RECORDED INFORMATION
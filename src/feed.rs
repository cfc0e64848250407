use serde_json::Value;

use crate::analysis::precision::{decimal_places, MIN_DECIMAL_PLACES};
use crate::analysis::stats::DigitStats;
use crate::deriv::types::{
    ForgetRequest, HistoryResponse, InboundFrame, TickResponse, TicksHistoryRequest,
};
use crate::deriv::ws::FrameSender;
use crate::error::AppError;
use crate::model::tick::Tick;
use crate::model::window::RollingWindow;

/// Read-only copy of the window handed to consumers.
#[derive(Debug, Clone, PartialEq)]
pub struct FeedSnapshot {
    pub symbol: String,
    /// Oldest first.
    pub ticks: Vec<Tick>,
    pub decimal_places: usize,
}

#[derive(Debug, Clone)]
pub struct FeedUpdate {
    pub snapshot: FeedSnapshot,
    pub stats: DigitStats,
}

impl FeedUpdate {
    pub fn from_snapshot(
        snapshot: FeedSnapshot,
        reference_digit: Option<u8>,
        recent_len: usize,
    ) -> Self {
        let stats = DigitStats::compute(
            &snapshot.ticks,
            snapshot.decimal_places,
            reference_digit,
            recent_len,
        );
        Self { snapshot, stats }
    }
}

#[derive(Debug)]
pub enum FeedOutcome {
    /// The window changed.
    Updated,
    /// Frame belongs to nobody here: stale symbol, old subscription, or noise.
    Ignored,
    /// Upstream refused the subscription for the active symbol.
    Rejected { symbol: String, error: AppError },
}

/// Owns the single active subscription and its rolling window.
///
/// Mutated only by the dispatcher task. A fresh subscription discards
/// increments until its snapshot arrives, so a window never mixes symbols.
#[derive(Debug)]
pub struct TickFeed {
    symbol: String,
    window: RollingWindow,
    precision: Option<usize>,
    subscription_id: Option<String>,
    awaiting_snapshot: bool,
}

impl TickFeed {
    pub fn new(symbol: impl Into<String>, capacity: usize) -> Self {
        Self {
            symbol: symbol.into(),
            window: RollingWindow::new(capacity),
            precision: None,
            subscription_id: None,
            awaiting_snapshot: true,
        }
    }

    pub fn symbol(&self) -> &str {
        &self.symbol
    }

    pub fn window(&self) -> &RollingWindow {
        &self.window
    }

    /// Precision of the last snapshot, or the floor before any snapshot arrived.
    pub fn decimal_places(&self) -> usize {
        self.precision.unwrap_or(MIN_DECIMAL_PLACES)
    }

    pub fn subscription_id(&self) -> Option<&str> {
        self.subscription_id.as_deref()
    }

    pub fn is_awaiting_snapshot(&self) -> bool {
        self.awaiting_snapshot
    }

    pub fn snapshot(&self) -> FeedSnapshot {
        FeedSnapshot {
            symbol: self.symbol.clone(),
            ticks: self.window.to_vec(),
            decimal_places: self.decimal_places(),
        }
    }

    /// Replace the active subscription. The window and precision are cleared
    /// before the request goes out, so the old symbol's statistics never leak.
    ///
    /// The local state changes even when the request cannot be sent; the
    /// subscription is then issued on the next connect.
    pub fn subscribe(
        &mut self,
        sender: &dyn FrameSender,
        symbol: &str,
        capacity: usize,
    ) -> Result<(), AppError> {
        let symbol = symbol.trim();
        if symbol.is_empty() {
            return Err(AppError::InvalidArgument("symbol must not be empty".to_string()));
        }
        if capacity == 0 {
            return Err(AppError::InvalidArgument(
                "window capacity must be > 0".to_string(),
            ));
        }

        self.forget_active(sender);
        self.symbol = symbol.to_string();
        self.window.set_capacity(capacity);
        self.reset();
        self.request_history(sender)
    }

    pub fn change_symbol(&mut self, sender: &dyn FrameSender, symbol: &str) -> Result<(), AppError> {
        let capacity = self.window.capacity();
        self.subscribe(sender, symbol, capacity)
    }

    /// Re-issue the subscription on a fresh connection. Subscriptions do not
    /// survive a reconnect upstream; the window is kept until the new snapshot
    /// replaces it.
    pub fn on_connected(&mut self, sender: &dyn FrameSender) -> Result<(), AppError> {
        self.subscription_id = None;
        self.awaiting_snapshot = true;
        self.request_history(sender)
    }

    /// Apply one inbound frame. `sender` is used to cancel subscriptions that
    /// were superseded before their snapshot arrived.
    pub fn apply_frame(&mut self, sender: &dyn FrameSender, frame: &Value) -> FeedOutcome {
        match InboundFrame::classify(frame) {
            InboundFrame::History(history) => self.apply_snapshot(sender, history),
            InboundFrame::Tick(tick) => self.apply_increment(tick),
            InboundFrame::Rejected {
                msg_type,
                symbol,
                error,
            } => {
                let ours = matches!(msg_type.as_str(), "history" | "tick")
                    && symbol.as_deref() == Some(self.symbol.as_str());
                if !ours {
                    tracing::debug!(msg_type = %msg_type, code = %error.code, "Ignoring unrelated error frame");
                    return FeedOutcome::Ignored;
                }
                tracing::warn!(
                    symbol = %self.symbol,
                    code = %error.code,
                    message = %error.message,
                    "Tick subscription rejected"
                );
                FeedOutcome::Rejected {
                    symbol: self.symbol.clone(),
                    error: error.into(),
                }
            }
            InboundFrame::Other => FeedOutcome::Ignored,
        }
    }

    fn apply_snapshot(&mut self, sender: &dyn FrameSender, response: HistoryResponse) -> FeedOutcome {
        if response.echo_req.symbol() != Some(self.symbol.as_str()) {
            tracing::debug!(
                symbol = ?response.echo_req.symbol(),
                active = %self.symbol,
                "Dropping snapshot for inactive symbol"
            );
            if let Some(stale) = response.subscription {
                forget(sender, &stale.id);
            }
            return FeedOutcome::Ignored;
        }

        let ticks = Tick::from_history(&response.history.prices, &response.history.times);
        let places = decimal_places(&ticks);
        let count = ticks.len();
        self.window.replace(ticks);
        self.precision = Some(places);
        let incoming = response.subscription.map(|s| s.id);
        if let Some(previous) = self.subscription_id.take() {
            if incoming.as_deref() != Some(previous.as_str()) {
                forget(sender, &previous);
            }
        }
        self.subscription_id = incoming;
        self.awaiting_snapshot = false;

        tracing::info!(
            symbol = %self.symbol,
            count,
            decimal_places = places,
            subscription_id = ?self.subscription_id,
            "Tick snapshot applied"
        );
        FeedOutcome::Updated
    }

    fn apply_increment(&mut self, response: TickResponse) -> FeedOutcome {
        if response.tick.symbol != self.symbol {
            tracing::debug!(symbol = %response.tick.symbol, "Dropping tick for inactive symbol");
            return FeedOutcome::Ignored;
        }
        if self.awaiting_snapshot {
            tracing::debug!(symbol = %self.symbol, "Dropping tick received before snapshot");
            return FeedOutcome::Ignored;
        }
        if let (Some(active), Some(incoming)) = (&self.subscription_id, &response.subscription) {
            if *active != incoming.id {
                tracing::debug!(
                    subscription_id = %incoming.id,
                    "Dropping tick from superseded subscription"
                );
                return FeedOutcome::Ignored;
            }
        }

        self.window
            .push(Tick::new(response.tick.epoch, response.tick.quote));
        FeedOutcome::Updated
    }

    fn reset(&mut self) {
        self.window.clear();
        self.precision = None;
        self.subscription_id = None;
        self.awaiting_snapshot = true;
    }

    fn forget_active(&mut self, sender: &dyn FrameSender) {
        if let Some(id) = self.subscription_id.take() {
            forget(sender, &id);
        }
    }

    fn request_history(&self, sender: &dyn FrameSender) -> Result<(), AppError> {
        let count = self.window.capacity();
        let frame = serde_json::to_string(&TicksHistoryRequest::subscribe(&self.symbol, count))?;
        sender.send_frame(frame)?;
        tracing::info!(symbol = %self.symbol, count, "Requested tick history with live subscription");
        Ok(())
    }
}

/// Best effort. Stale frames are filtered whether or not the forget reaches upstream.
fn forget(sender: &dyn FrameSender, subscription_id: &str) {
    let sent = serde_json::to_string(&ForgetRequest {
        forget: subscription_id,
    })
    .map_err(AppError::from)
    .and_then(|frame| sender.send_frame(frame));
    match sent {
        Ok(()) => tracing::debug!(subscription_id, "Forgot tick subscription"),
        Err(e) => tracing::debug!(subscription_id, error = %e, "Could not forget subscription"),
    }
}
use thiserror::Error;

#[derive(Error, Debug)]
pub enum AppError {
    #[error("config error: {0}")]
    Config(String),

    #[error("invalid argument: {0}")]
    InvalidArgument(String),

    #[error("deriv API error ({code}): {message}")]
    DerivApi { code: String, message: String },

    #[error("WebSocket error: {0}")]
    WebSocket(String),

    #[error("JSON parse error: {0}")]
    Json(#[from] serde_json::Error),

    #[error("not connected to upstream feed")]
    NotConnected,

    #[error("connection lost before a response to {req_id} arrived")]
    ConnectionLost { req_id: String },

    #[error("request {req_id} timed out after {timeout_ms}ms")]
    Timeout { req_id: String, timeout_ms: u64 },

    #[error("session closed")]
    SessionClosed,

    #[error("IO error: {0}")]
    Io(#[from] std::io::Error),
}

impl From<tokio_tungstenite::tungstenite::Error> for AppError {
    fn from(value: tokio_tungstenite::tungstenite::Error) -> Self {
        Self::WebSocket(value.to_string())
    }
}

TRY IT
Reproduce exactly, and only, the lines from the start of the entries through the one that contains "#[derive(Debug, Clone, PartialEq)]".

OUTPUT FOR THIS TASK
filename src/feed.rs
repository cfc0e64848250407
use serde_json::Value;

use crate::analysis::precision::{decimal_places, MIN_DECIMAL_PLACES};
use crate::analysis::stats::DigitStats;
use crate::deriv::types::{
    ForgetRequest, HistoryResponse, InboundFrame, TickResponse, TicksHistoryRequest,
};
use crate::deriv::ws::FrameSender;
use crate::error::AppError;
use crate::model::tick::Tick;
use crate::model::window::RollingWindow;

/// Read-only copy of the window handed to consumers.
#[derive(Debug, Clone, PartialEq)]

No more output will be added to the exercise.